I had to add behaviour tied to Something, which is — well, something. Think of it as a status persisted on a database. Hence, all begins with reading the status from the database.

    /* ... */
    ReadSomethingFromDb();

Exactly: no arguments. Because the function uses globals. Which is a horror show, but that’s what’s in the code you must work on.

Now, I thought I had the status and could work on it to add the behaviour I needed. But during tests clues suggested that somewhere between reading Something and my code there was code that updated Something.

Of course I didn’t identified ReadSomethingFromDb as the culprit because, you know, the name of the function says what it does, doesn’t it?

But after inspecting here and there without finding the updating bits, I had to take a look at that function too. And well, as you can imagine already, ReadSomethingFromDb did more than just reading.

This is, indeed, the risk of using globals instead of functions’ parameters. I don’t know how and why it happened — I wasn’t there yet.

Now the function is renamed as ReadAndUpdateSomethingOnDb, but it still uses globals as before: refactoring this means to change a lot of code — if the owner doesn’t understand the importance of fixing this kind of problems in the code of its product, she wouldn’t pay for that refactoring full rewrite of the code. And nobody works for free, and anyway nobody would take the risk.

Such a code will become a little bit worse at every new development, because new piece of code must either cause a change in almost everything else, or adapt to the craziness of the current code. Guess what’s the most common choice.

Almost in the present

Now let us suppose we have this function:

    void do_whatever(int x, int y, bool use_next, char *next);

I would write it so that if use_next is false, next can be NULL. You can ask: what’s the point of use_next? In fact you can pass NULL for next and do_whatever won’t use next, of course. You need to understand that this isn’t how the things are for real: there’s no use_next boolean parameter. Nonetheless, the name of the function and comments about what it does suggest that it doesn’t need next in some use cases (depending on other parameters).

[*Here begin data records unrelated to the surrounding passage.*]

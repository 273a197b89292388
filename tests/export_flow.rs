//! End-to-end export runs against an in-memory chat client.

use archivebot::config::ExportConfig;
use archivebot::export::Exporter;
use archivebot::platform::ChatClient;
use archivebot::state::ExportState;
use archivebot::{Attachment, ChannelInfo, ChatMessage, ExportError, Result};

use chrono::TimeZone as _;
use std::collections::{HashSet, VecDeque};
use std::path::PathBuf;
use std::sync::Mutex;

const CHANNEL_ID: u64 = 42;
const OPERATOR_ID: u64 = 777;

struct FakeClient {
    channel: Option<ChannelInfo>,
    messages: Mutex<Vec<ChatMessage>>,
    /// Operator replies injected into the channel once the confirmation
    /// prompt has been posted.
    pending_replies: Mutex<VecDeque<ChatMessage>>,
    /// Everything the exporter posted into the channel.
    sent: Mutex<Vec<String>>,
    fail_urls: HashSet<String>,
}

impl FakeClient {
    fn new(messages: Vec<ChatMessage>) -> Self {
        Self {
            channel: Some(ChannelInfo {
                id: CHANNEL_ID,
                name: "general".to_string(),
            }),
            messages: Mutex::new(messages),
            pending_replies: Mutex::new(VecDeque::new()),
            sent: Mutex::new(Vec::new()),
            fail_urls: HashSet::new(),
        }
    }

    /// Queue an operator reply that lands in the channel once the
    /// confirmation prompt is posted — like a real operator answering. The
    /// reply then exists in channel history, so the archive pass records it
    /// too, exactly as a live run would.
    fn with_reply(self, content: &str) -> Self {
        self.pending_replies.lock().unwrap().push_back(message(
            1_000_000,
            2030,
            OPERATOR_ID,
            "operator",
            content,
            vec![],
        ));
        self
    }

    fn sent_messages(&self) -> Vec<String> {
        self.sent.lock().unwrap().clone()
    }
}

impl ChatClient for FakeClient {
    async fn channel_info(&self, channel_id: u64) -> Result<ChannelInfo> {
        self.channel
            .clone()
            .ok_or(ExportError::ChannelNotFound(channel_id))
    }

    async fn messages_after(
        &self,
        _channel_id: u64,
        after: Option<u64>,
        limit: u8,
    ) -> Result<Vec<ChatMessage>> {
        let floor = after.unwrap_or(0);
        let mut page: Vec<ChatMessage> = self
            .messages
            .lock()
            .unwrap()
            .iter()
            .filter(|message| message.id > floor)
            .cloned()
            .collect();
        page.sort_by_key(|message| message.id);
        page.truncate(limit as usize);
        Ok(page)
    }

    async fn send_message(&self, _channel_id: u64, text: &str) -> Result<()> {
        if text.contains("Do you want to continue?") {
            let mut replies = self.pending_replies.lock().unwrap();
            self.messages.lock().unwrap().extend(replies.drain(..));
        }
        self.sent.lock().unwrap().push(text.to_string());
        Ok(())
    }

    async fn download(&self, url: &str) -> Result<Vec<u8>> {
        if self.fail_urls.contains(url) {
            return Err(ExportError::Other(anyhow::anyhow!(
                "simulated download failure"
            )));
        }
        Ok(b"attachment-bytes".to_vec())
    }
}

fn message(
    id: u64,
    year: i32,
    author_id: u64,
    author: &str,
    content: &str,
    attachments: Vec<Attachment>,
) -> ChatMessage {
    ChatMessage {
        id,
        timestamp: chrono::Utc
            .with_ymd_and_hms(year, 3, 10, 12, 30, 0)
            .unwrap(),
        author_id,
        author: author.to_string(),
        content: content.to_string(),
        attachments,
    }
}

fn attachment(id: u64, filename: &str, size_bytes: u64) -> Attachment {
    Attachment {
        id,
        filename: filename.to_string(),
        url: format!("https://cdn.example/{filename}"),
        size_bytes,
    }
}

fn sample_history() -> Vec<ChatMessage> {
    vec![
        message(1, 2021, 10, "ana", "first", vec![]),
        message(
            2,
            2022,
            11,
            "ben",
            "with attachments",
            vec![
                attachment(100, "one.png", 1_048_576),
                attachment(101, "two.png", 2_097_152),
            ],
        ),
        message(3, 2022, 10, "ana", "last", vec![]),
    ]
}

struct TestSetup {
    _dir: tempfile::TempDir,
    config: ExportConfig,
    channel_dir: PathBuf,
}

fn setup() -> TestSetup {
    let dir = tempfile::tempdir().unwrap();
    let config = ExportConfig {
        output_dir: dir.path().join("exports"),
        state_file: dir.path().join("export_state.json"),
        save_every: 2,
        confirm_timeout_secs: 30,
    };
    let channel_dir = config.output_dir.join(format!("general_{CHANNEL_ID}"));
    TestSetup {
        _dir: dir,
        config,
        channel_dir,
    }
}

#[tokio::test]
async fn approved_export_produces_all_artifacts() {
    let setup = setup();
    let client = FakeClient::new(sample_history()).with_reply("Yes");
    let exporter = Exporter::new(&client, &setup.config, OPERATOR_ID);

    exporter.run(CHANNEL_ID).await.unwrap();

    // The estimate reflects the concrete scenario: 3 messages, 2 attachments,
    // 1 MiB + 2 MiB = 3.00 MB.
    let sent = client.sent_messages().join("\n---\n");
    assert!(sent.contains("Total size of attachments to be downloaded: 3.00 MB"));
    assert!(sent.contains("Number of messages: 3"));
    assert!(sent.contains("Number of attachments: 2"));

    assert!(setup.channel_dir.join("messages.json").exists());
    assert!(setup.channel_dir.join("messages.xlsx").exists());
    assert!(setup.channel_dir.join("messages_2021.txt").exists());
    assert!(setup.channel_dir.join("messages_2022.txt").exists());
    // The operator's "Yes" reply is part of channel history by the time the
    // archive pass runs, so it gets its own year file and record.
    assert!(setup.channel_dir.join("messages_2030.txt").exists());

    // Both attachments were downloaded into the year partition.
    let year_dir = setup.channel_dir.join("Attachments").join("2022");
    assert!(year_dir.join("20220310_123000_ben_one.png").exists());
    assert!(year_dir.join("20220310_123000_ben_two.png").exists());

    // JSON and the archive pass agree on the record count: the three
    // original messages plus the confirmation reply.
    let json: serde_json::Value = serde_json::from_str(
        &std::fs::read_to_string(setup.channel_dir.join("messages.json")).unwrap(),
    )
    .unwrap();
    assert_eq!(json.as_array().unwrap().len(), 4);
}

#[tokio::test]
async fn declined_export_writes_nothing() {
    let setup = setup();
    let client = FakeClient::new(sample_history()).with_reply("No");
    let exporter = Exporter::new(&client, &setup.config, OPERATOR_ID);

    let error = exporter.run(CHANNEL_ID).await.unwrap_err();
    assert!(matches!(error, ExportError::ConfirmationDeclined));

    assert!(client
        .sent_messages()
        .iter()
        .any(|text| text == "Operation cancelled."));
    assert!(!setup.channel_dir.exists());
}

#[tokio::test(start_paused = true)]
async fn confirmation_timeout_writes_nothing() {
    let setup = setup();
    // No reply queued: the gate polls until the window elapses.
    let client = FakeClient::new(sample_history());
    let exporter = Exporter::new(&client, &setup.config, OPERATOR_ID);

    let error = exporter.run(CHANNEL_ID).await.unwrap_err();
    assert!(matches!(error, ExportError::ConfirmationTimeout));

    assert!(client
        .sent_messages()
        .iter()
        .any(|text| text == "Response timed out. Operation cancelled."));
    assert!(!setup.channel_dir.exists());
}

#[tokio::test]
async fn unknown_channel_aborts_before_any_output() {
    let setup = setup();
    let mut client = FakeClient::new(sample_history());
    client.channel = None;
    let exporter = Exporter::new(&client, &setup.config, OPERATOR_ID);

    let error = exporter.run(CHANNEL_ID).await.unwrap_err();
    assert!(matches!(error, ExportError::ChannelNotFound(_)));
    assert!(client.sent_messages().is_empty());
    assert!(!setup.config.output_dir.exists());
}

#[tokio::test]
async fn failed_attachment_download_leaves_gap_without_aborting() {
    let setup = setup();
    let mut client = FakeClient::new(sample_history()).with_reply("yes");
    client
        .fail_urls
        .insert("https://cdn.example/two.png".to_string());
    let exporter = Exporter::new(&client, &setup.config, OPERATOR_ID);

    exporter.run(CHANNEL_ID).await.unwrap();

    let json: serde_json::Value = serde_json::from_str(
        &std::fs::read_to_string(setup.channel_dir.join("messages.json")).unwrap(),
    )
    .unwrap();
    let attachments = json[1]["attachments"].as_array().unwrap();
    assert_eq!(attachments.len(), 2);
    // The URL survives; only the local path is missing. Saved paths can
    // never outnumber URLs.
    assert!(attachments[0]["local_path"].is_string());
    assert!(attachments[1]["local_path"].is_null());
    assert_eq!(attachments[1]["url"], "https://cdn.example/two.png");
}

#[tokio::test]
async fn watermark_resumes_and_estimate_only_counts_new_messages() {
    let setup = setup();
    let client = FakeClient::new(sample_history()).with_reply("yes");
    let exporter = Exporter::new(&client, &setup.config, OPERATOR_ID);
    exporter.run(CHANNEL_ID).await.unwrap();

    let state = ExportState::load(&setup.config.state_file);
    assert_eq!(state.watermark(CHANNEL_ID).last_message_id(), Some(3));
    assert_eq!(state.watermark(CHANNEL_ID).last_attachment_id(), Some(101));

    let first_json =
        std::fs::read(setup.channel_dir.join("messages.json")).unwrap();

    // Second run over unchanged history: the estimator resumes strictly
    // after the watermark and sees nothing new.
    let client = FakeClient::new(sample_history()).with_reply("yes");
    let exporter = Exporter::new(&client, &setup.config, OPERATOR_ID);
    exporter.run(CHANNEL_ID).await.unwrap();

    let sent = client.sent_messages().join("\n---\n");
    assert!(sent.contains("Number of messages: 0"));
    assert!(sent.contains("Number of attachments: 0"));

    // The archive pass still restarts from the beginning, so the JSON
    // artifact is rebuilt byte-for-byte identical.
    let second_json =
        std::fs::read(setup.channel_dir.join("messages.json")).unwrap();
    assert_eq!(first_json, second_json);
}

Thus naïvely I passed NULL. And boom, segmentation fault. Stupid me: I had to imagine I can trust no contract, simply because there isn’t any.

The problem is that even if do_whatever shouldn’t use next, because it doesn’t need it when used that way, it indeed uses it at the very beginning of code, like this:

    *next = '\0';

And then it won’t touch it again.

Easy fix:

    if (next) *next = '\0';

I think this is better than modifying the client like this:

    char just_in_case[N];
    do_whatever(a, b, false, just_in_case);

This is a second strike: I trusted again something I shouldn’t have trusted; that is, common sense… There’s no common sense to be trusted in programming: either you found your choices on clearly stated binding contracts, or you don’t assume anything happy and reasonable. Especially when you work on ancient, cluttered code full of globals.

Never again…

And do not trust comments!

This isn’t a third strike: it’s indeed a bonus tale I find funny.

Dated comments that state a property which doesn’t hold anymore (but you don’t know when the property was removed), or a needed FIX/TODO or improvement, are the most funny.

One of those goes like this:

    // remove as soon as possible because
    // it's hardwired. XX 6/10/2009
    if (x == SPECIAL_CONSTANT) {
       // code with hardwired constants here and there
    }

When you read such a comment in 2020, you start wondering if the code it refers to is up to date. Also, what’s the comment suggesting? What should be removed? The entire condition? Unclear, and we are in 2020, and … well, what’s hardwired? Was there something hardwired I can’t see anymore in the condition, but there are other stuffs which could be described as “hardwired”.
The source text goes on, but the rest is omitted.